• **What the task requires**
Give the data again in full, with every character unchanged.
(Data provided begins)
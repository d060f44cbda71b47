//! Multi-version ordered map.
//!
//! Every key keeps a short history of `(version, Option<value>)` entries, where
//! `None` marks an erase. Writes always land at the latest version; reads can
//! target any version between the oldest retained version and the latest one,
//! and repeated reads at the same version return the same answer.
//!
//! History below a version is dropped with [`VersionedMap::forget_versions_before`].
//! The newest entry at or below the forget point survives so that reads at the
//! new oldest version still see it.

use std::collections::BTreeMap;
use std::ops::Bound;
use std::ops::RangeBounds;

use crate::error::StoreError;
use crate::types::Version;

/// Ordered map whose contents can be read as of any retained version.
#[derive(Debug, Clone)]
pub struct VersionedMap<K, V> {
    entries: BTreeMap<K, BTreeMap<Version, Option<V>>>,
    latest: Version,
    oldest: Version,
}

impl<K: Ord + Clone, V: Clone> Default for VersionedMap<K, V> {
    fn default() -> Self {
        Self::new()
    }
}

impl<K: Ord + Clone, V: Clone> VersionedMap<K, V> {
    /// Empty map at version 0.
    pub fn new() -> Self {
        Self::at_version(0)
    }

    /// Empty map whose latest and oldest versions are `version`.
    pub fn at_version(version: Version) -> Self {
        Self {
            entries: BTreeMap::new(),
            latest: version,
            oldest: version,
        }
    }

    /// Version that writes currently land at.
    pub fn latest_version(&self) -> Version {
        self.latest
    }

    /// Oldest version still readable.
    pub fn oldest_version(&self) -> Version {
        self.oldest
    }

    /// Number of keys with any retained history (including erased keys whose
    /// erase has not been forgotten yet).
    pub fn tracked_keys(&self) -> usize {
        self.entries.len()
    }

    /// Advance the latest version. Subsequent writes land at `version`.
    pub fn create_new_version(&mut self, version: Version) -> Result<(), StoreError> {
        if version <= self.latest {
            return Err(StoreError::NonMonotonicVersion {
                version,
                latest: self.latest,
            });
        }
        self.latest = version;
        Ok(())
    }

    /// Set `key` to `value` at the latest version.
    pub fn insert(&mut self, key: K, value: V) {
        self.entries.entry(key).or_default().insert(self.latest, Some(value));
    }

    /// Erase `key` at the latest version. Erasing an absent key is a no-op.
    pub fn erase(&mut self, key: &K) {
        let latest = self.latest;
        if let Some(history) = self.entries.get_mut(key) {
            let live = history.values().next_back().is_some_and(Option::is_some);
            if live {
                history.insert(latest, None);
            }
        }
    }

    /// Erase every live key in `range` at the latest version.
    pub fn erase_range<R: RangeBounds<K>>(&mut self, range: R) {
        let latest = self.latest;
        for history in self.entries.range_mut(range).map(|(_, h)| h) {
            if history.values().next_back().is_some_and(Option::is_some) {
                history.insert(latest, None);
            }
        }
    }

    /// Value of `key` as of `version`.
    pub fn read_at(&self, version: Version, key: &K) -> Result<Option<&V>, StoreError> {
        self.check_readable(version)?;
        Ok(self.entries.get(key).and_then(|history| value_at(history, version)))
    }

    /// Value of `key` at the latest version.
    pub fn get(&self, key: &K) -> Option<&V> {
        self.entries.get(key).and_then(|history| value_at(history, self.latest))
    }

    /// Live entries in `range` as of `version`, in key order, at most `limit`.
    pub fn range_at<R: RangeBounds<K>>(
        &self,
        version: Version,
        range: R,
        limit: usize,
    ) -> Result<Vec<(K, V)>, StoreError> {
        self.check_readable(version)?;
        Ok(self
            .entries
            .range(range)
            .filter_map(|(key, history)| value_at(history, version).map(|v| (key.clone(), v.clone())))
            .take(limit)
            .collect())
    }

    /// Drop history that no read at or above `version` can observe.
    ///
    /// `version` is clamped to the latest version. Forgetting below the
    /// current oldest version is a no-op.
    pub fn forget_versions_before(&mut self, version: Version) {
        let version = version.min(self.latest);
        if version <= self.oldest {
            return;
        }
        self.entries.retain(|_, history| {
            let mut newer = history.split_off(&version);
            let floor = newer.contains_key(&version);
            if !floor {
                if let Some((v, value)) = history.pop_last() {
                    newer.insert(v, value);
                }
            }
            *history = newer;
            // A key whose only remaining entry is an erase is gone for good.
            !(history.len() == 1 && history.values().all(Option::is_none))
        });
        self.oldest = version;
    }

    fn check_readable(&self, version: Version) -> Result<(), StoreError> {
        if version < self.oldest {
            return Err(StoreError::VersionTooOld {
                version,
                oldest: self.oldest,
            });
        }
        if version > self.latest {
            return Err(StoreError::FutureVersion {
                version,
                latest: self.latest,
            });
        }
        Ok(())
    }
}

fn value_at<V>(history: &BTreeMap<Version, Option<V>>, version: Version) -> Option<&V> {
    history.range((Bound::Unbounded, Bound::Included(version))).next_back().and_then(|(_, v)| v.as_ref())
}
(Data provided ends)
• **Written answer**
repository d060f44cbda71b47
//! Multi-version ordered map.
//!
//! Every key keeps a short history of `(version, Option<value>)` entries, where
//! `None` marks an erase. Writes always land at the latest version; reads can
//! target any version between the oldest retained version and the latest one,
//! and repeated reads at the same version return the same answer.
//!
//! History below a version is dropped with [`VersionedMap::forget_versions_before`].
//! The newest entry at or below the forget point survives so that reads at the
//! new oldest version still see it.

use std::collections::BTreeMap;
use std::ops::Bound;
use std::ops::RangeBounds;

use crate::error::StoreError;
use crate::types::Version;

/// Ordered map whose contents can be read as of any retained version.
#[derive(Debug, Clone)]
pub struct VersionedMap<K, V> {
    entries: BTreeMap<K, BTreeMap<Version, Option<V>>>,
    latest: Version,
    oldest: Version,
}

impl<K: Ord + Clone, V: Clone> Default for VersionedMap<K, V> {
    fn default() -> Self {
        Self::new()
    }
}

impl<K: Ord + Clone, V: Clone> VersionedMap<K, V> {
    /// Empty map at version 0.
    pub fn new() -> Self {
        Self::at_version(0)
    }

    /// Empty map whose latest and oldest versions are `version`.
    pub fn at_version(version: Version) -> Self {
        Self {
            entries: BTreeMap::new(),
            latest: version,
            oldest: version,
        }
    }

    /// Version that writes currently land at.
    pub fn latest_version(&self) -> Version {
        self.latest
    }

    /// Oldest version still readable.
    pub fn oldest_version(&self) -> Version {
        self.oldest
    }

    /// Number of keys with any retained history (including erased keys whose
    /// erase has not been forgotten yet).
    pub fn tracked_keys(&self) -> usize {
        self.entries.len()
    }

    /// Advance the latest version. Subsequent writes land at `version`.
    pub fn create_new_version(&mut self, version: Version) -> Result<(), StoreError> {
        if version <= self.latest {
            return Err(StoreError::NonMonotonicVersion {
                version,
                latest: self.latest,
            });
        }
        self.latest = version;
        Ok(())
    }

    /// Set `key` to `value` at the latest version.
    pub fn insert(&mut self, key: K, value: V) {
        self.entries.entry(key).or_default().insert(self.latest, Some(value));
    }

    /// Erase `key` at the latest version. Erasing an absent key is a no-op.
    pub fn erase(&mut self, key: &K) {
        let latest = self.latest;
        if let Some(history) = self.entries.get_mut(key) {
            let live = history.values().next_back().is_some_and(Option::is_some);
            if live {
                history.insert(latest, None);
            }
        }
    }

    /// Erase every live key in `range` at the latest version.
    pub fn erase_range<R: RangeBounds<K>>(&mut self, range: R) {
        let latest = self.latest;
        for history in self.entries.range_mut(range).map(|(_, h)| h) {
            if history.values().next_back().is_some_and(Option::is_some) {
                history.insert(latest, None);
            }
        }
    }

    /// Value of `key` as of `version`.
    pub fn read_at(&self, version: Version, key: &K) -> Result<Option<&V>, StoreError> {
        self.check_readable(version)?;
        Ok(self.entries.get(key).and_then(|history| value_at(history, version)))
    }

    /// Value of `key` at the latest version.
    pub fn get(&self, key: &K) -> Option<&V> {
        self.entries.get(key).and_then(|history| value_at(history, self.latest))
    }

    /// Live entries in `range` as of `version`, in key order, at most `limit`.
    pub fn range_at<R: RangeBounds<K>>(
        &self,
        version: Version,
        range: R,
        limit: usize,
    ) -> Result<Vec<(K, V)>, StoreError> {
        self.check_readable(version)?;
        Ok(self
            .entries
            .range(range)
            .filter_map(|(key, history)| value_at(history, version).map(|v| (key.clone(), v.clone())))
            .take(limit)
            .collect())
    }

    /// Drop history that no read at or above `version` can observe.
    ///
    /// `version` is clamped to the latest version. Forgetting below the
    /// current oldest version is a no-op.
    pub fn forget_versions_before(&mut self, version: Version) {
        let version = version.min(self.latest);
        if version <= self.oldest {
            return;
        }
        self.entries.retain(|_, history| {
            let mut newer = history.split_off(&version);
            let floor = newer.contains_key(&version);
            if !floor {
                if let Some((v, value)) = history.pop_last() {
                    newer.insert(v, value);
                }
            }
            *history = newer;
            // A key whose only remaining entry is an erase is gone for good.
            !(history.len() == 1 && history.values().all(Option::is_none))
        });
        self.oldest = version;
    }

    fn check_readable(&self, version: Version) -> Result<(), StoreError> {
        if version < self.oldest {
            return Err(StoreError::VersionTooOld {
                version,
                oldest: self.oldest,
            });
        }
        if version > self.latest {
            return Err(StoreError::FutureVersion {
                version,
                latest: self.latest,
            });
        }
        Ok(())
    }
}

fn value_at<V>(history: &BTreeMap<Version, Option<V>>, version: Version) -> Option<&V> {
    history.range((Bound::Unbounded, Bound::Included(version))).next_back().and_then(|(_, v)| v.as_ref())
}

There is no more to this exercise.